◆ **Work to be completed**:
Each of the entries beneath this task should be written out exactly.

◆ **Extracted records**:

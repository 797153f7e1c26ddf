//! Random-access byte source consumed by the backward scanner.

use std::io::{self, Read, Seek, SeekFrom};

/// A sized byte source that can be read at arbitrary, decreasing offsets.
///
/// Implemented for every `Read + Seek` type, which covers `std::fs::File`
/// and `std::io::Cursor` over in-memory buffers.
pub trait ByteSource {
    /// Total size in bytes.
    ///
    /// # Errors
    ///
    /// Returns the underlying I/O error.
    fn size(&mut self) -> io::Result<u64>;

    /// Fill `buf` from `offset`, returning the number of bytes read. Fewer
    /// than `buf.len()` bytes are returned only at end of file.
    ///
    /// # Errors
    ///
    /// Any I/O error is returned as-is; reads are never retried.
    fn read_at(&mut self, offset: u64, buf: &mut [u8]) -> io::Result<usize>;
}

impl<T: Read + Seek> ByteSource for T {
    fn size(&mut self) -> io::Result<u64> {
        self.seek(SeekFrom::End(0))
    }

    fn read_at(&mut self, offset: u64, buf: &mut [u8]) -> io::Result<usize> {
        self.seek(SeekFrom::Start(offset))?;

        let mut filled = 0;
        while filled < buf.len() {
            let n = self.read(&mut buf[filled..])?;
            if n == 0 {
                break;
            }
            filled += n;
        }
        Ok(filled)
    }
}
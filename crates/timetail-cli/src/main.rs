#![forbid(unsafe_code)]

mod output;

use anyhow::Context;
use clap::{CommandFactory, Parser};
use clap_complete::{Shell, generate};
use std::env;
use std::fs::File;
use std::io::{self, Write};
use std::num::NonZeroUsize;
use std::path::{Path, PathBuf};
use std::time::Duration;
use timetail_core::clock::SystemClock;
use timetail_core::config::{self, Config};
use timetail_core::registry;
use timetail_core::{ScanOptions, StopPolicy, TailError, scan};
use tracing::{debug, info};
use tracing_subscriber::{EnvFilter, fmt, prelude::*};

#[derive(Parser, Debug)]
#[command(
    author,
    version,
    about = "timetail: print the records of a log written in the last N seconds",
    long_about = "Scan a log file backward from its end and print, oldest first, every \
                  record whose timestamp is newer than now minus the window. Only the tail \
                  of the file that can hold such records is read.",
    after_help = "EXAMPLES:\n    # Last five minutes of an nginx access log\n    timetail -f /var/log/nginx/access.log\n\n    # Last hour of an RFC 3339 stamped log, as JSON\n    timetail -f app.log -t iso8601 -n 3600 --json\n\n    # Read the whole file instead of stopping at the first stale chunk\n    timetail -f access.log --exhaustive"
)]
struct Cli {
    /// Trailing window to keep, in seconds.
    #[arg(short = 'n', long = "window", value_name = "SECS")]
    window: Option<u64>,

    /// Path to the log file.
    #[arg(short = 'f', long, default_value = "access.log")]
    file: PathBuf,

    /// Log format name (see --list-formats).
    #[arg(short = 't', long = "format", value_name = "NAME")]
    format: Option<String>,

    /// Bytes per backward read.
    #[arg(short = 'b', long, value_name = "BYTES")]
    chunk_size: Option<NonZeroUsize>,

    /// Max bytes held for a partial line while no newline is found.
    #[arg(short = 'm', long, value_name = "BYTES")]
    mem_ceiling: Option<usize>,

    /// Read back to the start of the file instead of stopping early.
    #[arg(long)]
    exhaustive: bool,

    /// Emit JSON output instead of raw lines.
    #[arg(long)]
    json: bool,

    /// Print scan statistics to stderr.
    #[arg(long)]
    stats: bool,

    /// Config file (default: $XDG_CONFIG_HOME/timetail/config.toml).
    #[arg(long, value_name = "PATH")]
    config: Option<PathBuf>,

    /// List registered formats and exit.
    #[arg(long)]
    list_formats: bool,

    /// Generate a shell completion script and exit.
    #[arg(long, value_enum, value_name = "SHELL")]
    completions: Option<Shell>,

    /// Enable verbose logging.
    #[arg(short, long)]
    verbose: bool,
}

impl Cli {
    /// Window from the flag, falling back to config.
    fn window(&self, config: &Config) -> Duration {
        Duration::from_secs(self.window.unwrap_or(config.scan.window_secs))
    }

    /// Format name from the flag, falling back to config.
    fn format_name<'a>(&'a self, config: &'a Config) -> &'a str {
        self.format.as_deref().unwrap_or(&config.scan.format)
    }

    /// Scan options: explicit flags override the config file.
    fn scan_options(&self, config: &Config) -> ScanOptions {
        let base = config.scan.options();
        ScanOptions {
            chunk_size: self.chunk_size.unwrap_or(base.chunk_size),
            mem_ceiling: self.mem_ceiling.unwrap_or(base.mem_ceiling),
            stop_policy: if self.exhaustive {
                StopPolicy::Exhaustive
            } else {
                base.stop_policy
            },
        }
    }
}

fn init_tracing(verbose: bool) {
    let filter = EnvFilter::try_from_env("TIMETAIL_LOG").unwrap_or_else(|_| {
        EnvFilter::new(if verbose || env::var("DEBUG").is_ok() {
            "timetail=debug,timetail_core=debug,warn"
        } else {
            "warn"
        })
    });

    let format = env::var("TIMETAIL_LOG_FORMAT").unwrap_or_else(|_| "compact".to_string());

    let registry = tracing_subscriber::registry().with(filter);

    match format.as_str() {
        "json" => {
            registry
                .with(fmt::layer().json().with_ansi(false).with_writer(io::stderr))
                .init();
        }
        _ => {
            registry
                .with(fmt::layer().compact().with_writer(io::stderr))
                .init();
        }
    }
}

fn load_config(explicit: Option<&Path>) -> Result<Config, TailError> {
    match explicit.map(Path::to_path_buf).or_else(config::default_config_path) {
        Some(path) => {
            debug!(path = %path.display(), "loading config");
            config::load_config(&path)
        }
        None => Ok(Config::default()),
    }
}

/// Attach the stable error code, and print the remediation hint, if any.
fn report(err: TailError) -> anyhow::Error {
    if let Some(hint) = err.hint() {
        eprintln!("hint: {hint}");
    }
    let code = err.code();
    anyhow::Error::new(err).context(format!("{code}: {}", code.message()))
}

fn main() -> anyhow::Result<()> {
    let cli = Cli::parse();
    init_tracing(cli.verbose);

    if let Some(shell) = cli.completions {
        let mut command = Cli::command();
        generate(shell, &mut command, "timetail", &mut io::stdout());
        return Ok(());
    }

    let mode = output::resolve_output_mode(cli.json);
    let config = load_config(cli.config.as_deref()).map_err(report)?;
    let formats = config.build_registry().map_err(report)?;

    if cli.list_formats {
        let stdout = io::stdout();
        return output::write_formats(&mut stdout.lock(), &formats, mode);
    }

    let window = cli.window(&config);
    let table = registry::with_cutoff(formats, window, &SystemClock);
    let name = cli.format_name(&config);
    let spec = match registry::lookup(&table, name) {
        Ok(spec) => spec,
        Err(err) => {
            output::write_formats(&mut io::stderr().lock(), &table, output::OutputMode::Text)?;
            return Err(report(err));
        }
    };

    let options = cli.scan_options(&config);
    info!(
        file = %cli.file.display(),
        format = spec.name(),
        window_secs = window.as_secs(),
        chunk_size = options.chunk_size.get(),
        mem_ceiling = options.mem_ceiling,
        "scanning"
    );

    let outcome = {
        let mut file = File::open(&cli.file)
            .with_context(|| format!("Failed to open {}", cli.file.display()))?;
        scan(&mut file, spec, options).map_err(report)?
    };

    let stdout = io::stdout();
    let mut out = stdout.lock();
    output::write_outcome(&mut out, spec, &outcome, mode)?;
    out.flush()?;

    if cli.stats {
        output::write_stats(&mut io::stderr().lock(), &outcome.stats)?;
    }

    Ok(())
}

◆ **Written reply**:
repository 797153f7e1c26ddf
//! Random-access byte source consumed by the backward scanner.

use std::io::{self, Read, Seek, SeekFrom};

/// A sized byte source that can be read at arbitrary, decreasing offsets.
///
/// Implemented for every `Read + Seek` type, which covers `std::fs::File`
/// and `std::io::Cursor` over in-memory buffers.
pub trait ByteSource {
    /// Total size in bytes.
    ///
    /// # Errors
    ///
    /// Returns the underlying I/O error.
    fn size(&mut self) -> io::Result<u64>;

    /// Fill `buf` from `offset`, returning the number of bytes read. Fewer
    /// than `buf.len()` bytes are returned only at end of file.
    ///
    /// # Errors
    ///
    /// Any I/O error is returned as-is; reads are never retried.
    fn read_at(&mut self, offset: u64, buf: &mut [u8]) -> io::Result<usize>;
}

impl<T: Read + Seek> ByteSource for T {
    fn size(&mut self) -> io::Result<u64> {
        self.seek(SeekFrom::End(0))
    }

    fn read_at(&mut self, offset: u64, buf: &mut [u8]) -> io::Result<usize> {
        self.seek(SeekFrom::Start(offset))?;

        let mut filled = 0;
        while filled < buf.len() {
            let n = self.read(&mut buf[filled..])?;
            if n == 0 {
                break;
            }
            filled += n;
        }
        Ok(filled)
    }
}
filename crates/timetail-cli/src/main.rs
#![forbid(unsafe_code)]

mod output;

use anyhow::Context;
use clap::{CommandFactory, Parser};
use clap_complete::{Shell, generate};
use std::env;
use std::fs::File;
use std::io::{self, Write};
use std::num::NonZeroUsize;
use std::path::{Path, PathBuf};
use std::time::Duration;
use timetail_core::clock::SystemClock;
use timetail_core::config::{self, Config};
use timetail_core::registry;
use timetail_core::{ScanOptions, StopPolicy, TailError, scan};
use tracing::{debug, info};
use tracing_subscriber::{EnvFilter, fmt, prelude::*};

#[derive(Parser, Debug)]
#[command(
    author,
    version,
    about = "timetail: print the records of a log written in the last N seconds",
    long_about = "Scan a log file backward from its end and print, oldest first, every \
                  record whose timestamp is newer than now minus the window. Only the tail \
                  of the file that can hold such records is read.",
    after_help = "EXAMPLES:\n    # Last five minutes of an nginx access log\n    timetail -f /var/log/nginx/access.log\n\n    # Last hour of an RFC 3339 stamped log, as JSON\n    timetail -f app.log -t iso8601 -n 3600 --json\n\n    # Read the whole file instead of stopping at the first stale chunk\n    timetail -f access.log --exhaustive"
)]
struct Cli {
    /// Trailing window to keep, in seconds.
    #[arg(short = 'n', long = "window", value_name = "SECS")]
    window: Option<u64>,

    /// Path to the log file.
    #[arg(short = 'f', long, default_value = "access.log")]
    file: PathBuf,

    /// Log format name (see --list-formats).
    #[arg(short = 't', long = "format", value_name = "NAME")]
    format: Option<String>,

    /// Bytes per backward read.
    #[arg(short = 'b', long, value_name = "BYTES")]
    chunk_size: Option<NonZeroUsize>,

    /// Max bytes held for a partial line while no newline is found.
    #[arg(short = 'm', long, value_name = "BYTES")]
    mem_ceiling: Option<usize>,

    /// Read back to the start of the file instead of stopping early.
    #[arg(long)]
    exhaustive: bool,

    /// Emit JSON output instead of raw lines.
    #[arg(long)]
    json: bool,

    /// Print scan statistics to stderr.
    #[arg(long)]
    stats: bool,

    /// Config file (default: $XDG_CONFIG_HOME/timetail/config.toml).
    #[arg(long, value_name = "PATH")]
    config: Option<PathBuf>,

    /// List registered formats and exit.
    #[arg(long)]
    list_formats: bool,

    /// Generate a shell completion script and exit.
    #[arg(long, value_enum, value_name = "SHELL")]
    completions: Option<Shell>,

    /// Enable verbose logging.
    #[arg(short, long)]
    verbose: bool,
}

impl Cli {
    /// Window from the flag, falling back to config.
    fn window(&self, config: &Config) -> Duration {
        Duration::from_secs(self.window.unwrap_or(config.scan.window_secs))
    }

    /// Format name from the flag, falling back to config.
    fn format_name<'a>(&'a self, config: &'a Config) -> &'a str {
        self.format.as_deref().unwrap_or(&config.scan.format)
    }

    /// Scan options: explicit flags override the config file.
    fn scan_options(&self, config: &Config) -> ScanOptions {
        let base = config.scan.options();
        ScanOptions {
            chunk_size: self.chunk_size.unwrap_or(base.chunk_size),
            mem_ceiling: self.mem_ceiling.unwrap_or(base.mem_ceiling),
            stop_policy: if self.exhaustive {
                StopPolicy::Exhaustive
            } else {
                base.stop_policy
            },
        }
    }
}

fn init_tracing(verbose: bool) {
    let filter = EnvFilter::try_from_env("TIMETAIL_LOG").unwrap_or_else(|_| {
        EnvFilter::new(if verbose || env::var("DEBUG").is_ok() {
            "timetail=debug,timetail_core=debug,warn"
        } else {
            "warn"
        })
    });

    let format = env::var("TIMETAIL_LOG_FORMAT").unwrap_or_else(|_| "compact".to_string());

    let registry = tracing_subscriber::registry().with(filter);

    match format.as_str() {
        "json" => {
            registry
                .with(fmt::layer().json().with_ansi(false).with_writer(io::stderr))
                .init();
        }
        _ => {
            registry
                .with(fmt::layer().compact().with_writer(io::stderr))
                .init();
        }
    }
}

fn load_config(explicit: Option<&Path>) -> Result<Config, TailError> {
    match explicit.map(Path::to_path_buf).or_else(config::default_config_path) {
        Some(path) => {
            debug!(path = %path.display(), "loading config");
            config::load_config(&path)
        }
        None => Ok(Config::default()),
    }
}

/// Attach the stable error code, and print the remediation hint, if any.
fn report(err: TailError) -> anyhow::Error {
    if let Some(hint) = err.hint() {
        eprintln!("hint: {hint}");
    }
    let code = err.code();
    anyhow::Error::new(err).context(format!("{code}: {}", code.message()))
}

fn main() -> anyhow::Result<()> {
    let cli = Cli::parse();
    init_tracing(cli.verbose);

    if let Some(shell) = cli.completions {
        let mut command = Cli::command();
        generate(shell, &mut command, "timetail", &mut io::stdout());
        return Ok(());
    }

    let mode = output::resolve_output_mode(cli.json);
    let config = load_config(cli.config.as_deref()).map_err(report)?;
    let formats = config.build_registry().map_err(report)?;

    if cli.list_formats {
        let stdout = io::stdout();
        return output::write_formats(&mut stdout.lock(), &formats, mode);
    }

    let window = cli.window(&config);
    let table = registry::with_cutoff(formats, window, &SystemClock);
    let name = cli.format_name(&config);
    let spec = match registry::lookup(&table, name) {
        Ok(spec) => spec,
        Err(err) => {
            output::write_formats(&mut io::stderr().lock(), &table, output::OutputMode::Text)?;
            return Err(report(err));
        }
    };

    let options = cli.scan_options(&config);
    info!(
        file = %cli.file.display(),
        format = spec.name(),
        window_secs = window.as_secs(),
        chunk_size = options.chunk_size.get(),
        mem_ceiling = options.mem_ceiling,
        "scanning"
    );

    let outcome = {
        let mut file = File::open(&cli.file)
            .with_context(|| format!("Failed to open {}", cli.file.display()))?;
        scan(&mut file, spec, options).map_err(report)?
    };

    let stdout = io::stdout();
    let mut out = stdout.lock();
    output::write_outcome(&mut out, spec, &outcome, mode)?;
    out.flush()?;

    if cli.stats {
        output::write_stats(&mut io::stderr().lock(), &outcome.stats)?;
    }

    Ok(())
}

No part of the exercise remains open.